(Recorded data)

========

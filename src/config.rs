//! # Configuration
//!
//! $$
//! dr_t=\kappa(\theta-r_t)dt+\sigma dW_t
//! $$
//!
//! Model constants and simulation settings.
//!
use std::fmt::Display;
use std::str::FromStr;

use crate::error::PricingError;
use crate::error::Result;

/// Default mean reversion speed
pub const KAPPA: f64 = 0.1;
/// Default long-term mean of the short rate
pub const THETA: f64 = 0.03;
/// Default simulation time step in years
pub const TIME_STEP: f64 = 0.01;
/// Simulation count used when the caller gives none
pub const DEFAULT_SIMULATIONS: usize = 10_000;
/// Hard ceiling on the number of simulated paths
pub const MAX_SIMULATIONS: usize = 1 << 16;
/// Hard ceiling on the number of time steps per path
pub const MAX_TIME_STEPS: usize = 10_000;
/// Cells of the path ensemble (`paths * (steps + 1)`) simulated per block
pub const MAX_GRID_CELLS: usize = 1 << 22;

/// Fixed parameters of the Vasicek model.
#[derive(Debug, Clone, Copy, PartialEq)]
pub struct ModelParams {
  /// Mean reversion speed
  pub kappa: f64,
  /// Long-term mean of the short rate
  pub theta: f64,
}

impl Default for ModelParams {
  fn default() -> Self {
    Self {
      kappa: KAPPA,
      theta: THETA,
    }
  }
}

impl ModelParams {
  pub fn new(kappa: f64, theta: f64) -> Self {
    Self { kappa, theta }
  }

  /// The closed form divides by kappa, so it has to be strictly positive.
  pub fn validate(&self) -> Result<()> {
    if !(self.kappa.is_finite() && self.kappa > 0.0) {
      return Err(PricingError::invalid(
        "kappa",
        format!("must be positive and finite, got {}", self.kappa),
      ));
    }
    if !self.theta.is_finite() {
      return Err(PricingError::invalid(
        "theta",
        format!("must be finite, got {}", self.theta),
      ));
    }
    Ok(())
  }
}

/// How the closed-form price enters the Monte Carlo estimate.
#[derive(Default, Debug, Clone, Copy, PartialEq, Eq)]
pub enum ControlVariate {
  /// `mean - (mean - closed_form)`, reported with the raw discount-factor variance.
  #[default]
  Literal,
  /// Regression on the integrated short rate with an estimated coefficient.
  Regression,
}

impl Display for ControlVariate {
  fn fmt(&self, f: &mut std::fmt::Formatter<'_>) -> std::fmt::Result {
    match self {
      ControlVariate::Literal => write!(f, "literal"),
      ControlVariate::Regression => write!(f, "regression"),
    }
  }
}

impl FromStr for ControlVariate {
  type Err = PricingError;

  fn from_str(s: &str) -> Result<Self> {
    match s.trim().to_ascii_lowercase().as_str() {
      "literal" => Ok(ControlVariate::Literal),
      "regression" => Ok(ControlVariate::Regression),
      other => Err(PricingError::invalid(
        "ControlVariate",
        format!("expected `literal` or `regression`, got `{other}`"),
      )),
    }
  }
}

/// Settings of a single simulation run.
#[derive(Debug, Clone, PartialEq)]
pub struct SimulationConfig {
  /// Euler step in years
  pub time_step: f64,
  /// Requested count used when the scenario omits one
  pub default_simulations: usize,
  /// Cap on the normalised simulation count, a power of two
  pub max_simulations: usize,
  /// Cap on the number of grid steps
  pub max_time_steps: usize,
  /// Cells of the path ensemble held in memory at once; larger ensembles run in row blocks
  pub max_grid_cells: usize,
  /// Scrambling seed; `None` draws one from the OS
  pub seed: Option<u64>,
  /// Control variate formula
  pub control_variate: ControlVariate,
}

impl Default for SimulationConfig {
  fn default() -> Self {
    Self {
      time_step: TIME_STEP,
      default_simulations: DEFAULT_SIMULATIONS,
      max_simulations: MAX_SIMULATIONS,
      max_time_steps: MAX_TIME_STEPS,
      max_grid_cells: MAX_GRID_CELLS,
      seed: None,
      control_variate: ControlVariate::default(),
    }
  }
}

impl SimulationConfig {
  pub fn validate(&self) -> Result<()> {
    if !(self.time_step.is_finite() && self.time_step > 0.0) {
      return Err(PricingError::invalid(
        "TimeStep",
        format!("must be positive and finite, got {}", self.time_step),
      ));
    }
    if !self.max_simulations.is_power_of_two() {
      return Err(PricingError::SimulationSize(format!(
        "simulation cap {} is not a power of two",
        self.max_simulations
      )));
    }
    if self.max_grid_cells == 0 {
      return Err(PricingError::SimulationSize(
        "grid cell budget must be positive".into(),
      ));
    }
    if self.default_simulations == 0 {
      return Err(PricingError::SimulationSize(
        "default simulation count must be positive".into(),
      ));
    }
    Ok(())
  }

  /// Normalise a requested simulation count against this config's cap.
  pub fn normalize(&self, requested: usize) -> usize {
    normalize_simulations(requested, self.max_simulations)
  }

  /// Paths simulated per block so that one block stays within `max_grid_cells`.
  ///
  /// The block is a power of two, at least 1 and at most `num_simulations`.
  /// Fails only when `num_steps` exceeds `max_time_steps`.
  pub fn block_rows(&self, num_simulations: usize, num_steps: usize) -> Result<usize> {
    if num_steps > self.max_time_steps {
      return Err(PricingError::SimulationSize(format!(
        "{num_steps} time steps exceed the limit of {}",
        self.max_time_steps
      )));
    }
    let fit = (self.max_grid_cells / (num_steps + 1)).max(1);
    let block = 1usize << fit.ilog2();
    Ok(block.min(num_simulations.max(1)))
  }
}

/// Smallest power of two not below `requested`, at least 1, at most `max_simulations`.
pub fn normalize_simulations(requested: usize, max_simulations: usize) -> usize {
  requested
    .max(1)
    .checked_next_power_of_two()
    .unwrap_or(usize::MAX)
    .min(max_simulations)
}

========

=== What needs to be done ===
Lines that hold "write" are the ones to copy, so pick each out from the data.

=== Result ===
      ControlVariate::Literal => write!(f, "literal"),
      ControlVariate::Regression => write!(f, "regression"),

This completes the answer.